In relation to the final part of the applicant's request, the Hospital contended that the applicant's care was reviewed and discussed at great length prior to 18 April 2016. The Hospital disputes the applicant's view that there was no care plan in place. In this regard, Professor Plunkett's letter refers to the fact that the applicant's condition had been stable for two months and that it was understood that his dietary needs would be provided for when he was discharged. It appears that the Hospital was of the view that the applicant's condition was no longer acute, he did not require in-patient treatment and that his care could be managed by his GP or on an out-patient basis. The letter also set out the steps which could be taken if his symptoms recurred. I am satisfied that there was a care plan in place. Therefore, it seems to me that there is no act or decision to be addressed in relation to the final part of the applicant's request.
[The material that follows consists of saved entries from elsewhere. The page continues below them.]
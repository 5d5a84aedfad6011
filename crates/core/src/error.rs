use crate::grammar::EntityKind;

/// Broad class of a parse failure.
#[derive(Debug, Clone, Copy, PartialEq, Eq)]
pub enum ErrorKind {
    /// Malformed characters: unterminated literals or commands, trailing input.
    Lexical,
    /// Unknown keywords, misplaced commands, wrong argument counts.
    Grammar,
    /// Malformed `#opts(...)` content.
    Options,
    /// Malformed `#ref(...)` content.
    Reference,
    /// A command's arguments do not fit the object it builds.
    Deserialize,
    /// A configured input limit was exceeded.
    Limit,
}

impl ErrorKind {
    pub fn as_str(&self) -> &'static str {
        match self {
            ErrorKind::Lexical => "lexical",
            ErrorKind::Grammar => "grammar",
            ErrorKind::Options => "options",
            ErrorKind::Reference => "reference",
            ErrorKind::Deserialize => "deserialize",
            ErrorKind::Limit => "limit",
        }
    }
}

/// A fatal PEEL parse error. Positions are character offsets into the input.
#[derive(Debug, thiserror::Error)]
pub enum PeelError {
    #[error("input is too short to contain a command at position {position}")]
    InputTooShort { position: usize },

    #[error("unterminated {wrapper} literal starting at position {position}")]
    UnterminatedLiteral {
        wrapper: &'static str,
        position: usize,
    },

    #[error("no delimiter or closing ')' found for content starting at position {position}")]
    MissingTerminator { position: usize },

    #[error("command '{keyword}' at position {position} was not started")]
    NotStarted {
        keyword: &'static str,
        position: usize,
    },

    #[error("command '{keyword}' at position {position} was not completed")]
    NotCompleted {
        keyword: &'static str,
        position: usize,
    },

    #[error("unexpected trailing input at position {position}")]
    TrailingInput { position: usize },

    #[error("unknown command '{candidate}' at position {position}")]
    UnknownCommand { candidate: String, position: usize },

    #[error("ambiguous command '{candidate}' at position {position}: matches {matches}")]
    AmbiguousCommand {
        candidate: String,
        matches: String,
        position: usize,
    },

    #[error("command '{keyword}' at position {position} must be followed by '('")]
    MissingGroupOpen {
        keyword: &'static str,
        position: usize,
    },

    #[error("expected {expected} but found command '{keyword}' ({actual})")]
    UnexpectedRoot {
        expected: &'static str,
        keyword: &'static str,
        actual: EntityKind,
    },

    #[error(
        "command '{parent}' accepts only [{expected}] but found '{keyword}' ({actual}) at position {position}"
    )]
    UnexpectedChild {
        parent: &'static str,
        expected: String,
        keyword: &'static str,
        actual: EntityKind,
        position: usize,
    },

    #[error("not enough arguments for command '{keyword}': expected at least {min}, got {actual}")]
    NotEnoughArguments {
        keyword: &'static str,
        min: usize,
        actual: usize,
    },

    #[error("too many arguments for command '{keyword}': expected at most {max}, got {actual}")]
    TooManyArguments {
        keyword: &'static str,
        max: usize,
        actual: usize,
    },

    #[error("references are not supported inside command '{keyword}'")]
    UnsupportedReference { keyword: &'static str },

    #[error("option key is empty at position {position}")]
    EmptyOptionKey { position: usize },

    #[error("option value is empty for key '{key}'")]
    EmptyOptionValue { key: String },

    #[error("invalid value '{value}' for option '{key}': {reason}")]
    InvalidOptionValue {
        key: String,
        value: String,
        reason: String,
    },

    #[error("invalid semantic version '{value}'")]
    InvalidVersion {
        value: String,
        #[source]
        source: semver::Error,
    },

    #[error(
        "reference at position {position} must have an id and an optional version, got {actual} entries"
    )]
    ReferenceArity { actual: usize, position: usize },

    #[error("commands are not allowed inside '#ref' (position {position})")]
    NestedInReference { position: usize },

    #[error("invalid literal '{value}' for command '{keyword}': {reason}")]
    InvalidLiteral {
        keyword: &'static str,
        value: String,
        reason: String,
    },

    #[error("{message}")]
    Deserialize {
        keyword: &'static str,
        message: String,
    },

    #[error("input length {actual} exceeds the configured maximum of {max}")]
    InputTooLong { max: usize, actual: usize },

    #[error("nesting depth exceeds the configured maximum of {max} at position {position}")]
    DepthExceeded { max: usize, position: usize },
}

impl PeelError {
    /// A deserializer precondition failure for `keyword`.
    pub(crate) fn shape(keyword: &'static str, message: impl Into<String>) -> Self {
        PeelError::Deserialize {
            keyword,
            message: message.into(),
        }
    }

    pub fn kind(&self) -> ErrorKind {
        match self {
            PeelError::InputTooShort { .. }
            | PeelError::UnterminatedLiteral { .. }
            | PeelError::MissingTerminator { .. }
            | PeelError::NotStarted { .. }
            | PeelError::NotCompleted { .. }
            | PeelError::TrailingInput { .. } => ErrorKind::Lexical,
            PeelError::UnknownCommand { .. }
            | PeelError::AmbiguousCommand { .. }
            | PeelError::MissingGroupOpen { .. }
            | PeelError::UnexpectedRoot { .. }
            | PeelError::UnexpectedChild { .. }
            | PeelError::NotEnoughArguments { .. }
            | PeelError::TooManyArguments { .. }
            | PeelError::UnsupportedReference { .. } => ErrorKind::Grammar,
            PeelError::EmptyOptionKey { .. }
            | PeelError::EmptyOptionValue { .. }
            | PeelError::InvalidOptionValue { .. }
            | PeelError::InvalidVersion { .. } => ErrorKind::Options,
            PeelError::ReferenceArity { .. } | PeelError::NestedInReference { .. } => {
                ErrorKind::Reference
            }
            PeelError::InvalidLiteral { .. } | PeelError::Deserialize { .. } => {
                ErrorKind::Deserialize
            }
            PeelError::InputTooLong { .. } | PeelError::DepthExceeded { .. } => ErrorKind::Limit,
        }
    }

    /// Cursor position of the failure, when one is known.
    pub fn position(&self) -> Option<usize> {
        match self {
            PeelError::InputTooShort { position }
            | PeelError::UnterminatedLiteral { position, .. }
            | PeelError::MissingTerminator { position }
            | PeelError::NotStarted { position, .. }
            | PeelError::NotCompleted { position, .. }
            | PeelError::TrailingInput { position }
            | PeelError::UnknownCommand { position, .. }
            | PeelError::AmbiguousCommand { position, .. }
            | PeelError::MissingGroupOpen { position, .. }
            | PeelError::UnexpectedChild { position, .. }
            | PeelError::EmptyOptionKey { position }
            | PeelError::ReferenceArity { position, .. }
            | PeelError::NestedInReference { position }
            | PeelError::DepthExceeded { position, .. } => Some(*position),
            _ => None,
        }
    }

    /// Command keyword the failure is attributed to, when one is known.
    pub fn keyword(&self) -> Option<&str> {
        match self {
            PeelError::NotStarted { keyword, .. }
            | PeelError::NotCompleted { keyword, .. }
            | PeelError::MissingGroupOpen { keyword, .. }
            | PeelError::UnexpectedRoot { keyword, .. }
            | PeelError::NotEnoughArguments { keyword, .. }
            | PeelError::TooManyArguments { keyword, .. }
            | PeelError::UnsupportedReference { keyword }
            | PeelError::InvalidLiteral { keyword, .. }
            | PeelError::Deserialize { keyword, .. }
            | PeelError::UnexpectedChild { keyword, .. } => Some(*keyword),
            PeelError::UnknownCommand { candidate, .. }
            | PeelError::AmbiguousCommand { candidate, .. } => Some(candidate.as_str()),
            _ => None,
        }
    }

    /// Machine-readable form used by tooling output.
    pub fn to_json_value(&self) -> serde_json::Value {
        serde_json::json!({
            "kind":     self.kind().as_str(),
            "keyword":  self.keyword(),
            "message":  self.to_string(),
            "position": self.position(),
        })
    }
}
This Office's view in relation to statements of reasons under section 10 of the Act is that provided the statement is adequate and clear, there is no requirement that it be in a particular form. Having carefully examined the contents of the letters of the 1 March and 18 April 2016, I am satisfied that they constitute an adequate statement of reasons for the Hospital's decisions as sought in the applicant's request.
Therefore, I find that the information provided to the applicant by the Hospital is adequate to meet its obligations under section 10 of the FOI Act.
Having carried out a review under section 22(2) of the Freedom of Information Act 2014, I hereby vary the Hospital's decision. I find that it was not justified in refusing the applicant's request on the basis of section 15(1)(g) of the Act, however, I find that it had provided an adequate statement of reasons under section 10 of the Act.
Section 24 of the FOI Act sets out detailed provisions for an appeal to the High Court by a party to a review, or any other person affected by the decision. In summary, such an appeal, normally on a point of law, must be initiated not later than four weeks after notice of the decision was given to the person bringing the appeal.